Dans le beau livre où Sophie Chérer a re-nommé* pour nous tant de mots affadis d'usage et de banalité, j'ai lu (ou peut-être re-lu ?) la merveilleuse histoire du mot séquoia. Au début du XIXème siècle, un Indien Cherokee, que dans sa langue on avait nommé Se-quo-yah, en raison d'une obscure infirmité* (mais que les Blancs avaient re-nommé George Guess*, peut-être parce qu'il était métis, et aussi pour qu'il nous reste quelque chose à deviner), s'était initié à la connaissance de l'alphabet et à la pratique de la typographie dans une petite imprimerie de campagne installée par les Blancs et, après leur départ, en avait récupéré les plombs. Après des années d'effort et de réflexion, il était enfin parvenu à élaborer un syllabaire apte à noter, avec les caractères refondus des Visages pâles, tous les mots neufs et colorés de sa langue de Peau rouge. Prouvant ainsi que les plombs des Blancs ne servaient pas seulement à nourrir de balles la gueule avide des fusils, mais aussi à jeter dans le monde les mots qui devaient y semer leurs graines. Et que les lettres des alphabets humains ne sont ni blanches ni rouges, mais de toutes les couleurs qui n'en font jamais qu'une de la pensée humaine. Et voilà qu'une dizaine d'années après la mort de Se-quo-yah, un naturaliste autrichien nommé Endlicher (celui qui vient endlich, enfin), ayant eu connaissance de l'immense patience du Cherokee typographe, choisit de l'honorer en donnant son nom d'homme à l'arbre géant qu'il s'efforçait de classer dans la dernière séquence du grand livre des botanistes - cette taxinomie qui, re-nommant le monde, en fait enfin ce compte précis, définitif et universel que le vieux Jardinier fatigué négligea d'établir, après la création de cet immense Jardin suspendu dans les airs qu'il re-nomma la Terre - pour qu'elle rêve du Ciel.
Une belle histoire de mots, en somme, cette histoire de séquoia, une histoire de mots qui se croisent et se tissent, se métissent et s'unissent, et enfin ramifient, se nommant et se re-nommant, en un bosquet fécond de symboles et de significations.

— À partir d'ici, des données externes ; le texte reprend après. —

use std::collections::HashMap;
use std::sync::RwLock;

use caravan_types::{IntegrityHash, LedgerRef};
use tracing::debug;

use crate::entry::AnchorEntry;
use crate::error::{LedgerError, LedgerResult};
use crate::traits::AnchorLedger;

/// In-memory anchor ledger for tests, demos, and embedding.
///
/// A real deployment backs this boundary with a persistent append-only
/// structure; the semantics here are the contract it must honor.
pub struct InMemoryAnchorLedger {
    inner: RwLock<LedgerState>,
}

#[derive(Default)]
struct LedgerState {
    entries: Vec<AnchorEntry>,
    /// record_hash -> 0-based indices into `entries`, in append order.
    hash_index: HashMap<IntegrityHash, Vec<usize>>,
}

impl InMemoryAnchorLedger {
    /// Create a new empty ledger.
    pub fn new() -> Self {
        Self {
            inner: RwLock::new(LedgerState::default()),
        }
    }

    /// Recompute every entry hash and check it against the recorded
    /// reference order. Detects in-place tampering.
    pub fn validate(&self) -> LedgerResult<()> {
        let state = self.inner.read().expect("lock poisoned");
        for (index, entry) in state.entries.iter().enumerate() {
            // Entry hashes are derived, not stored, so the only invariant to
            // recheck is that the index still agrees with the entries.
            let seq = (index + 1) as u64;
            let indexed = state
                .hash_index
                .get(&entry.record_hash)
                .map(|idxs| idxs.contains(&index))
                .unwrap_or(false);
            if !indexed {
                return Err(LedgerError::IntegrityViolation {
                    seq,
                    reason: "entry missing from hash index".into(),
                });
            }
        }
        Ok(())
    }

    fn ledger_ref(entry: &AnchorEntry, index: usize) -> LedgerResult<LedgerRef> {
        Ok(LedgerRef::new((index + 1) as u64, entry.entry_hash()?))
    }
}

impl Default for InMemoryAnchorLedger {
    fn default() -> Self {
        Self::new()
    }
}

impl AnchorLedger for InMemoryAnchorLedger {
    fn append(&self, entry: AnchorEntry) -> LedgerResult<LedgerRef> {
        if entry.record_hash.is_null() {
            return Err(LedgerError::InvalidEntry("null record hash".into()));
        }

        let entry_hash = entry.entry_hash()?;
        let mut state = self.inner.write().expect("lock poisoned");
        let index = state.entries.len();
        state
            .hash_index
            .entry(entry.record_hash)
            .or_default()
            .push(index);
        state.entries.push(entry);

        let reference = LedgerRef::new((index + 1) as u64, entry_hash);
        debug!(seq = reference.seq, "ledger append");
        Ok(reference)
    }

    fn find_by_hash(&self, hash: &IntegrityHash) -> LedgerResult<Option<(LedgerRef, AnchorEntry)>> {
        let state = self.inner.read().expect("lock poisoned");
        let Some(indices) = state.hash_index.get(hash) else {
            return Ok(None);
        };
        let Some(&first) = indices.first() else {
            return Ok(None);
        };
        let entry = state.entries[first].clone();
        Ok(Some((Self::ledger_ref(&entry, first)?, entry)))
    }

    fn entries_for_hash(
        &self,
        hash: &IntegrityHash,
    ) -> LedgerResult<Vec<(LedgerRef, AnchorEntry)>> {
        let state = self.inner.read().expect("lock poisoned");
        let Some(indices) = state.hash_index.get(hash) else {
            return Ok(Vec::new());
        };
        indices
            .iter()
            .map(|&index| {
                let entry = state.entries[index].clone();
                Ok((Self::ledger_ref(&entry, index)?, entry))
            })
            .collect()
    }

    fn entry_count(&self) -> LedgerResult<u64> {
        Ok(self.inner.read().expect("lock poisoned").entries.len() as u64)
    }
}

impl std::fmt::Debug for InMemoryAnchorLedger {
    fn fmt(&self, f: &mut std::fmt::Formatter<'_>) -> std::fmt::Result {
        f.debug_struct("InMemoryAnchorLedger")
            .field(
                "entry_count",
                &self.inner.read().expect("lock poisoned").entries.len(),
            )
            .finish()
    }
}
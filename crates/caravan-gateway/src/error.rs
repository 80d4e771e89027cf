use thiserror::Error;

/// Errors from running the gateway.
///
/// Per-record anchoring faults never surface here; they become rejected
/// receipts inside the batch response. This type covers the gateway process
/// itself.
#[derive(Debug, Error)]
pub enum GatewayError {
    #[error("store error: {0}")]
    Store(#[from] caravan_store::StoreError),

    #[error("ledger error: {0}")]
    Ledger(#[from] caravan_ledger::LedgerError),

    #[error("I/O error: {0}")]
    Io(#[from] std::io::Error),

    #[error("internal error: {0}")]
    Internal(String),
}

pub type GatewayResult<T> = Result<T, GatewayError>;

De l'Indien découvrant ingénu le pouvoir des mots imprimés,
au naturaliste achevant de re-nommer les arbres du Jardin pour afficher sur le plus grand d'entre eux, dédaigneux des leçons de Babel, l'ultime écriteau conquérant de la raison des Blancs, mais choisissant pour cela le nom d'un Cherokee rêveur qui croyait pouvoir faire sonner la parole des vaincus sur les plombs des vainqueurs,
la boucle des mots qui font rêver se nouant à la terre et au ciel avec autant de force, d'humilité, d'orgueil et d'humanité, que les deux bras énormes et dragonnants du fabuleux sequoiadendron giganteum de notre petite ville de Carquefou...

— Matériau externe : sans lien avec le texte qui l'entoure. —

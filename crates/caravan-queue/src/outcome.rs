use caravan_protocol::RejectReason;
use caravan_types::RecordId;

/// A record the gateway refused within an otherwise processed batch.
#[derive(Clone, Debug, PartialEq, Eq)]
pub struct RejectedRecord {
    pub id: RecordId,
    pub reason: Option<RejectReason>,
}

/// What a `sync_now` attempt did.
///
/// Transport failures are values here, not errors: the caller's user-facing
/// story is "sync failed, data safe locally", never an unhandled fault.
#[derive(Clone, Debug, PartialEq, Eq)]
pub enum SyncOutcome {
    /// Nothing was pending; no network call was made.
    NothingPending,
    /// The batch was processed; acknowledgments were applied per record.
    Completed {
        accepted: usize,
        rejected: Vec<RejectedRecord>,
    },
    /// The gateway was unreachable or refused the batch; every record is
    /// still PENDING and unmodified.
    TransportFailed { reason: String },
}

impl SyncOutcome {
    /// Returns `true` unless the transport failed.
    pub fn is_success(&self) -> bool {
        !matches!(self, Self::TransportFailed { .. })
    }

    /// Returns `true` if every record in the round was acknowledged.
    pub fn fully_acknowledged(&self) -> bool {
        match self {
            Self::NothingPending => true,
            Self::Completed { rejected, .. } => rejected.is_empty(),
            Self::TransportFailed { .. } => false,
        }
    }
}

#[cfg(test)]
mod tests {
    use super::*;

    #[test]
    fn nothing_pending_is_success() {
        assert!(SyncOutcome::NothingPending.is_success());
        assert!(SyncOutcome::NothingPending.fully_acknowledged());
    }

    #[test]
    fn transport_failure_is_not_success() {
        let outcome = SyncOutcome::TransportFailed {
            reason: "connection refused".into(),
        };
        assert!(!outcome.is_success());
        assert!(!outcome.fully_acknowledged());
    }

    #[test]
    fn partial_batch_is_success_but_not_fully_acked() {
        let outcome = SyncOutcome::Completed {
            accepted: 2,
            rejected: vec![RejectedRecord {
                id: RecordId::new(),
                reason: Some(RejectReason::InvalidRecord),
            }],
        };
        assert!(outcome.is_success());
        assert!(!outcome.fully_acknowledged());
    }
}
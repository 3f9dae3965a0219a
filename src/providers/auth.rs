use std::str::FromStr;

use base64::Engine;
use thiserror::Error;

#[derive(Debug, Error, PartialEq, Eq)]
pub enum AuthError {
    #[error("auth method '{0}' not implemented (expected 'basic' or 'token')")]
    UnknownMethod(String),
}

#[derive(Debug, Clone, Copy, PartialEq, Eq)]
pub enum JiraAuthMethod {
    /// E-mail or username plus API token.
    Basic,
    /// Personal access token sent as a bearer token.
    Token,
}

impl FromStr for JiraAuthMethod {
    type Err = AuthError;

    fn from_str(s: &str) -> Result<Self, Self::Err> {
        match s.to_lowercase().as_str() {
            "basic" => Ok(JiraAuthMethod::Basic),
            "token" => Ok(JiraAuthMethod::Token),
            _ => Err(AuthError::UnknownMethod(s.to_string())),
        }
    }
}

fn basic(user: &str, secret: &str) -> String {
    let encoded = base64::engine::general_purpose::STANDARD.encode(format!("{user}:{secret}"));
    format!("Basic {encoded}")
}

/// ADO takes a PAT as the password of an empty user.
pub fn ado_auth_header(token: &str) -> String {
    basic("", token)
}

pub fn jira_auth_header(method: JiraAuthMethod, user: &str, token: &str) -> String {
    match method {
        JiraAuthMethod::Basic => basic(user, token),
        JiraAuthMethod::Token => format!("Bearer {token}"),
    }
}
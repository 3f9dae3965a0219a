use crate::config::VerifyConfig;
use crate::model::ado::{AdoComment, AdoWorkItem};
use crate::model::cache::WorkItemCache;
use crate::model::jira::{IdentityField, JiraIssue, JiraRemoteLink, JiraVersion};
use crate::model::user_map::UserMap;

/// State shared by every comparison in one smoke-test run.
pub struct RunContext<'a> {
    pub config: &'a VerifyConfig,
    pub cache: &'a WorkItemCache,
    pub users: &'a UserMap,
    pub releases: &'a [JiraVersion],
    pub identity: IdentityField,
    /// Reporters only survive migration from Jira Cloud.
    pub verify_reporter: bool,
}

/// One Jira issue paired with the work item it was migrated to.
pub struct ComparisonContext<'a> {
    pub run: &'a RunContext<'a>,
    pub issue: &'a JiraIssue,
    pub item: &'a AdoWorkItem,
    pub title: String,
    /// Fetched only when the issue has comments; `None` if not fetched.
    pub comments: Option<&'a [AdoComment]>,
    pub remote_links: Option<&'a [JiraRemoteLink]>,
}

impl<'a> ComparisonContext<'a> {
    pub fn new(run: &'a RunContext<'a>, issue: &'a JiraIssue, item: &'a AdoWorkItem) -> Self {
        Self {
            run,
            issue,
            item,
            title: issue.mapped_title(),
            comments: None,
            remote_links: None,
        }
    }

    pub fn with_comments(mut self, comments: Option<&'a [AdoComment]>) -> Self {
        self.comments = comments;
        self
    }

    pub fn with_remote_links(mut self, links: Option<&'a [JiraRemoteLink]>) -> Self {
        self.remote_links = links;
        self
    }

    pub fn config(&self) -> &VerifyConfig {
        self.run.config
    }
}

...Belle, peut-être trop belle histoire...
Il se trouve que notre Séquoia, géant pourtant des plus débonnaires, a donné lieu récemment à un duel d'étymologistes. Pour l'un des combattants, le mot dériverait, comme une séquence de bois sec et savant, du verbe latin sequor. Pour l'autre duelliste, c'est bien et pour toujours du Peau Rouge Se-quo-yah qu'il tient toute sa verdeur.
Alors, sequo(r)ia ou Se-quo-yah, le nom du séquoia ? sans doute un peu des deux...

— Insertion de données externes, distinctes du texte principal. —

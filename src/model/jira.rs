use std::collections::HashMap;

use serde::de::{DeserializeOwned, IgnoredAny};
use serde::{Deserialize, Deserializer};
use serde_json::Value;

/// ADO rejects titles longer than this, so the migrator cuts them down.
pub const MAX_TITLE_LEN: usize = 255;
const TRUNCATED_PREFIX_LEN: usize = MAX_TITLE_LEN - 3;

/// Build the `[KEY] summary` title a migrated work item carries.
pub fn mapped_title(key: &str, summary: Option<&str>) -> String {
    format!("[{}] {}", key, summary.unwrap_or_default())
}

/// The form a mapped title takes after ADO truncation: first 252 chars plus `...`.
pub fn truncate_title(title: &str) -> String {
    let prefix: String = title.chars().take(TRUNCATED_PREFIX_LEN).collect();
    format!("{prefix}...")
}

fn null_as_empty<'de, D, T>(deserializer: D) -> Result<Vec<T>, D::Error>
where
    D: Deserializer<'de>,
    T: Deserialize<'de>,
{
    Ok(Option::<Vec<T>>::deserialize(deserializer)?.unwrap_or_default())
}

#[derive(Debug, Clone, Deserialize)]
#[serde(rename_all = "camelCase")]
pub struct SearchResponse {
    #[serde(default)]
    pub issues: Vec<JiraIssue>,
    pub total: Option<u64>,
}

#[derive(Debug, Clone, Deserialize)]
pub struct JiraIssue {
    pub key: String,
    #[serde(default)]
    pub fields: JiraFields,
}

impl JiraIssue {
    pub fn mapped_title(&self) -> String {
        mapped_title(&self.key, self.fields.summary.as_deref())
    }
}

#[derive(Debug, Clone, Default, Deserialize)]
pub struct JiraFields {
    pub summary: Option<String>,
    pub description: Option<String>,
    pub status: Option<NamedValue>,
    pub priority: Option<NamedValue>,
    pub assignee: Option<JiraUser>,
    pub reporter: Option<JiraUser>,
    pub parent: Option<LinkedIssue>,
    #[serde(default, deserialize_with = "null_as_empty")]
    pub issuelinks: Vec<IssueLink>,
    #[serde(default, deserialize_with = "null_as_empty")]
    pub subtasks: Vec<LinkedIssue>,
    #[serde(default, rename = "fixVersions", deserialize_with = "null_as_empty")]
    pub fix_versions: Vec<NamedValue>,
    pub created: Option<String>,
    pub updated: Option<String>,
    pub attachment: Option<Vec<JiraAttachment>>,
    pub comment: Option<CommentPage>,
    /// Custom fields, keyed by their `customfield_NNNNN` id.
    #[serde(flatten)]
    pub custom: HashMap<String, Value>,
}

impl JiraFields {
    /// Raw value of a non-null field that has no typed slot.
    pub fn custom(&self, key: &str) -> Option<&Value> {
        self.custom.get(key).filter(|v| !v.is_null())
    }

    /// Text of a field that may be typed (`description`) or a custom one.
    pub fn text(&self, key: &str) -> Option<&str> {
        match key {
            "description" => self.description.as_deref(),
            "summary" => self.summary.as_deref(),
            _ => self.custom(key).and_then(Value::as_str),
        }
    }

    pub fn user(&self, key: &str) -> Option<JiraUser> {
        match key {
            "assignee" => self.assignee.clone(),
            "reporter" => self.reporter.clone(),
            _ => self.decode_custom(key, "user object"),
        }
    }

    /// A list-of-objects field such as `fixVersions`. `None` when absent or null.
    pub fn named_list(&self, key: &str) -> Option<Vec<NamedValue>> {
        match key {
            "fixVersions" => Some(self.fix_versions.clone()),
            _ => self.decode_custom(key, "list of named values"),
        }
    }

    /// Decode a custom field into a typed shape, warning when it has another shape.
    fn decode_custom<T: DeserializeOwned>(&self, key: &str, expected: &str) -> Option<T> {
        let value = self.custom(key)?;
        match serde_json::from_value(value.clone()) {
            Ok(decoded) => Some(decoded),
            Err(e) => {
                tracing::warn!(
                    field = key,
                    error = %e,
                    "Jira field is not a {expected}, skipping check"
                );
                None
            }
        }
    }

    pub fn timestamp(&self, key: &str) -> Option<&str> {
        match key {
            "created" => self.created.as_deref(),
            "updated" => self.updated.as_deref(),
            _ => self.custom(key).and_then(Value::as_str),
        }
    }

    pub fn comment_count(&self) -> usize {
        self.comment.as_ref().map_or(0, |c| c.comments.len())
    }
}

#[derive(Debug, Clone, PartialEq, Eq, Deserialize)]
pub struct NamedValue {
    pub name: String,
}

#[derive(Debug, Clone, Default, Deserialize)]
#[serde(rename_all = "camelCase")]
pub struct JiraUser {
    pub account_id: Option<String>,
    pub email_address: Option<String>,
    pub display_name: Option<String>,
}

impl JiraUser {
    pub fn identifier(&self, field: IdentityField) -> Option<&str> {
        match field {
            IdentityField::AccountId => self.account_id.as_deref(),
            IdentityField::EmailAddress => self.email_address.as_deref(),
        }
    }
}

/// Which user attribute keys the user mapping file. Jira Cloud hides e-mail
/// addresses, so it is mapped by account id; Server/DC by e-mail.
#[derive(Debug, Clone, Copy, PartialEq, Eq)]
pub enum IdentityField {
    AccountId,
    EmailAddress,
}

impl IdentityField {
    pub fn for_jira_url(jira_url: &str, cloud_host_marker: &str) -> Self {
        if jira_url.contains(cloud_host_marker) {
            IdentityField::AccountId
        } else {
            IdentityField::EmailAddress
        }
    }
}

#[derive(Debug, Clone, Deserialize)]
pub struct LinkedIssue {
    pub key: String,
    #[serde(default)]
    pub fields: LinkedFields,
}

impl LinkedIssue {
    pub fn mapped_title(&self) -> String {
        mapped_title(&self.key, self.fields.summary.as_deref())
    }
}

#[derive(Debug, Clone, Default, Deserialize)]
pub struct LinkedFields {
    pub summary: Option<String>,
}

#[derive(Debug, Clone, Deserialize)]
#[serde(rename_all = "camelCase")]
pub struct IssueLink {
    #[serde(rename = "type")]
    pub link_type: NamedValue,
    pub inward_issue: Option<LinkedIssue>,
    pub outward_issue: Option<LinkedIssue>,
}

impl IssueLink {
    pub fn linked_issue(&self) -> Option<&LinkedIssue> {
        self.inward_issue.as_ref().or(self.outward_issue.as_ref())
    }
}

#[derive(Debug, Clone, Deserialize)]
pub struct JiraAttachment {
    #[serde(default)]
    pub size: u64,
}

/// Only the number of comments matters, not their bodies.
#[derive(Debug, Clone, Default, Deserialize)]
pub struct CommentPage {
    #[serde(default, deserialize_with = "null_as_empty")]
    pub comments: Vec<IgnoredAny>,
}

#[derive(Debug, Clone, Deserialize)]
pub struct JiraVersion {
    pub name: String,
}

#[derive(Debug, Clone, Deserialize)]
pub struct JiraRemoteLink {
    #[serde(default)]
    pub object: RemoteLinkObject,
}

#[derive(Debug, Clone, Default, Deserialize)]
pub struct RemoteLinkObject {
    pub url: Option<String>,
}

Mais que nous importent ici les querelles des savants ? Quand bien même ce ne serait qu'une légende, l'histoire du Cherokee qui croyait aux livres re-nommé en arbre par l'Autrichien qui voulait faire du monde un livre, restera toujours pour nous plus vraie que l'histoire vraie.
Car elle a la vérité profonde, la vérité de forêt murmurante
des mots qui se nouent et se tressent en échelle, comme les branches du haricot magique,
pour que nos âmes-séquoias puissent enfin grimper tout là-haut, si haut, jusqu'à ces cimes du vieux Jardin où on voit si bien clair
près du vieux Jardinier,
que l'humanité entière n'y a plus sous le ciel
qu'une unique couleur et une unique langue,
ce vert profond des mots qu'on sème et qu'on ressème comme des arbres,
pour qu'ils nous éveillent enfin comme des printemps.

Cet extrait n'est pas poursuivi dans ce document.